Turning text into voice: Freedom for your content!

https://anchor.fm/gabriel-romaymachado/episodes/Turning-text-into-voice-Freedom-for-your-content-euupq2

https://github.com/W01fw00d/text-to-voice

Post header illustration by @gelabert.art 🙇🏻‍♂️

Some context

I used to manage and write in a collaborative narrative writing group ✒ (mostly in Spanish): I even did a 5 min talk about it! At some point, we started recording in audio 🎙 whenever we met to read together a finalized book. Then, I decided to do some editing and create a podcast using those audios.

That was cool enough 😎 but… what about the first books we wrote, before having a good mic to record them?
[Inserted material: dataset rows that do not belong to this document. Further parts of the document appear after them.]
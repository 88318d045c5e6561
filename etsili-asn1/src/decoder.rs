//! Field-by-field BER decoder
//!
//! The decoder walks an octet buffer one item at a time, maintaining the
//! current item, a cursor to the next undecoded byte, and a cached tree of
//! everything decoded so far. Re-walking the same buffer reuses the cache
//! and allocates no new descriptors.
//!
//! Items live in an [`ItemPool`] and link to each other through
//! [`SlotRef`]s (parent, first discovered child, next sibling), never
//! through pointers.

use std::borrow::Cow;

use log::warn;

use etsili_core::error::{EtsiliError, EtsiliResult};
use etsili_core::time::{parse_generalized, Timeval};
use etsili_core::{tag, IdentClass};

use crate::arena::{ItemPool, SlotRef};
use crate::primitives::{decode_integer_value, MAX_IDENT_OCTETS};

/// Descriptors per arena blob; matches the sizing the decoder has always
/// used for high-volume traffic.
const ITEMS_PER_BLOB: u32 = 10000;

/// One decoded field.
#[derive(Debug, Clone, Copy, Default)]
pub struct Item {
    pub(crate) parent: Option<SlotRef>,
    pub identifier: u32,
    pub preamble_len: u32,
    pub length: u32,
    pub indefinite: bool,
    pub level: u16,
    pub class: IdentClass,
    /// Offset of the first content octet in the source buffer.
    pub val_off: usize,
    pub(crate) cached_next: Option<SlotRef>,
    pub(crate) cached_children: Option<SlotRef>,
    pub(crate) descend: bool,
}

impl Item {
    /// Content octets of this item within `source`, clamped to the buffer.
    pub fn content<'b>(&self, source: &'b [u8]) -> &'b [u8] {
        let end = (self.val_off + self.length as usize).min(source.len());
        let start = self.val_off.min(end);
        &source[start..end]
    }

    /// Two's-complement integer value of this item's content.
    pub fn to_i64(&self, source: &[u8]) -> EtsiliResult<i64> {
        decode_integer_value(self.content(source))
    }
}

/// BER decoder over a borrowed or owned octet buffer.
pub struct Decoder<'a> {
    source: Cow<'a, [u8]>,
    pool: ItemPool<Item>,
    current: Option<SlotRef>,
    toplevel: Option<SlotRef>,
    cached_root: Option<SlotRef>,
    next_off: usize,
    cached_ts: i64,
    prev_gts: Option<[u8; 14]>,
}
Did I really want to use my eyes to be able to enjoy them again...? After an 8-hour session of computer work 🖥?

https://giphy.com/gifs/cxg-ceg-cxg403-1WbJnEhCpZTThmzFTz

What I needed

A task that could read through every chapter of a story and generate an audio file with a voice narrating it 🔈
Dynamically add the chapter number at the beginning 🔢
Dynamically change the narrator voice when reading the chapter title, on dialogues (I wanted to have at least two voices for dialogues in order to indicate two different speakers 👩🏻‍🤝‍👩🏼)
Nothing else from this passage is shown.